Researchers at the Medical University of South Carolina and the Ralph H. Johnson VA Medical Center are trying to improve the treatment of head and neck cancers by enhancing the body’s immune system to attack the tumors. 

In an article published in Frontiers in Immunology, they report that inhibiting prostaglandin production slows the progression of premalignant areas to become head and neck squamous cell carcinoma (HNSCC). Prostaglandins are lipid compounds that regulate inflammation.

Preclinical studies showed that treatment of premalignant lesions with indomethacin, a nonsteroidal anti-inflammatory drug similar to aspirin, increased the presence of immune cells and lessened tumor burden. 

Cancers of the head and neck begin with lesions in the oral cavity, including the larynx, pharynx, throat, lips, mouth, salivary glands and nasal passages. Although the incidence of HNSCC has been on the decline over the past several decades, the National Cancer Institute reports that approximately 3 percent of all cancers in the U.S. result from HNSCC, with men being diagnosed twice as often as women. Treatment includes surgical removal and chemo-radiation treatment. However, these interventions often fail, and patients have a five-year survival rate of only 50 percent. 

Immunologist M. Rita Young, Ph.D., senior author for this study, holds a dual appointment at MUSC and the Ralph H. Johnson VA Medical Center.
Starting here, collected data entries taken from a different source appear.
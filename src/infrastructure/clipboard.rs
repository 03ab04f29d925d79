use arboard::Clipboard;

/// Puts `text` on the system clipboard.
pub fn copy_text(text: &str) -> Result<(), String> {
    let mut clipboard = Clipboard::new().map_err(|e| e.to_string())?;
    clipboard.set_text(text.to_string()).map_err(|e| e.to_string())
}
She said there’s a lot of effort to stimulate immune reactivity using immunotherapy. “The problem with that is cancer can protect itself against the immune defenses. Head and neck cancer is notorious for that.”
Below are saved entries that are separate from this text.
use serde::{Deserialize, Serialize};
use std::path::{Path, PathBuf};

/// Resume formats accepted by the file picker.
#[derive(Debug, Clone, Copy, PartialEq, Eq)]
pub enum ResumeKind {
    Pdf,
    Docx,
}

impl ResumeKind {
    /// Matches the picker's `.pdf,.docx` filter against a path's extension.
    pub fn from_path(path: &Path) -> Option<Self> {
        let extension = path.extension()?.to_str()?.to_ascii_lowercase();
        match extension.as_str() {
            "pdf" => Some(ResumeKind::Pdf),
            "docx" => Some(ResumeKind::Docx),
            _ => None,
        }
    }

    pub fn mime_type(self) -> &'static str {
        match self {
            ResumeKind::Pdf => "application/pdf",
            ResumeKind::Docx => {
                "application/vnd.openxmlformats-officedocument.wordprocessingml.document"
            }
        }
    }
}

/// A reference to the resume chosen by the user.
///
/// Only the location and declared type are recorded here; the bytes are
/// read when the outbound request is built.
#[derive(Debug, Clone, PartialEq, Eq)]
pub struct ResumeFile {
    pub path: PathBuf,
    pub file_name: String,
    pub kind: ResumeKind,
}

impl ResumeFile {
    pub fn mime_type(&self) -> &'static str {
        self.kind.mime_type()
    }
}

/// A field the analysis service sends either as a JSON array or as one
/// newline-delimited string. Both shapes denote the same list of items.
#[derive(Debug, Clone, PartialEq, Serialize, Deserialize)]
#[serde(untagged)]
pub enum ListOrText {
    Items(Vec<String>),
    Text(String),
}

impl ListOrText {
    /// Display items with the leading `"- "` marker removed.
    pub fn items(&self) -> Vec<String> {
        super::services::normalize(self)
    }
}

/// Structured response of a successful analysis.
#[derive(Debug, Clone, PartialEq, Serialize, Deserialize)]
pub struct AnalysisResult {
    #[serde(rename = "ats_score")]
    pub fit_score: f64,
    #[serde(rename = "ats_score_explanation", default)]
    pub fit_score_explanation: String,
    pub modifications: ListOrText,
    pub upskilling_suggestions: ListOrText,
    pub optimized_resume: String,
}

/// Validated input handed to an [`AnalysisService`](crate::application::AnalysisService).
#[derive(Debug, Clone, PartialEq)]
pub struct SubmissionRequest {
    pub resume: ResumeFile,
    pub job_description: String,
}

/// Form and request state owned by the submission controller.
///
/// After a completed attempt exactly one of `result` and `error` is set.
/// Both are empty before the first attempt and while a request is in flight.
#[derive(Debug, Clone, Default, PartialEq)]
pub struct SubmissionState {
    pub selected_file: Option<ResumeFile>,
    pub description: String,
    pub in_flight: bool,
    pub result: Option<AnalysisResult>,
    pub error: Option<String>,
}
She’s been working on addressing the problem by studying how the immune system affects tumor progression. Previous work from her laboratory has shown the composition of immune cells within premalignant lesions differs from those within HNSCC. 

Significantly, as premalignant cells develop into HNSCC, the immune environment switches from stimulatory and inflammatory to immunosuppressive. This keeps the immune system from combating the cancer. Prostaglandin may be an important mediator of this switch.

Young’s study used a novel mouse model of HNSCC to determine how inhibition of prostaglandin affects tumor progression. She found that indomethacin, an NSAID that inhibits the production of prostaglandin, increased the presence of immune cells at the lesion site and led to a systemic activation of the immune system. 

Future studies in this area will be focused on maintaining a strong immune presence in premalignant lesions for patients. If studies in humans bear out these preclinical findings, further research using more specific prostaglandin inhibitors in combination with other immunomodulatory compounds could provide a better treatment regimen to prevent the formation of HNSCC. 

“Immunotherapy should be considered as a treatment strategy for premalignant lesions before they progress to cancer. We can detect them. Why not treat them?” said Young. Also, these intervention strategies may be able to help prevent smaller, as yet undetectable lesions from progressing to HNSCC.

Matthew Greseth, Ph.D., is a postdoctoral fellow in the Traktman Laboratory in the Department of Microbiology and Immunology at MUSC.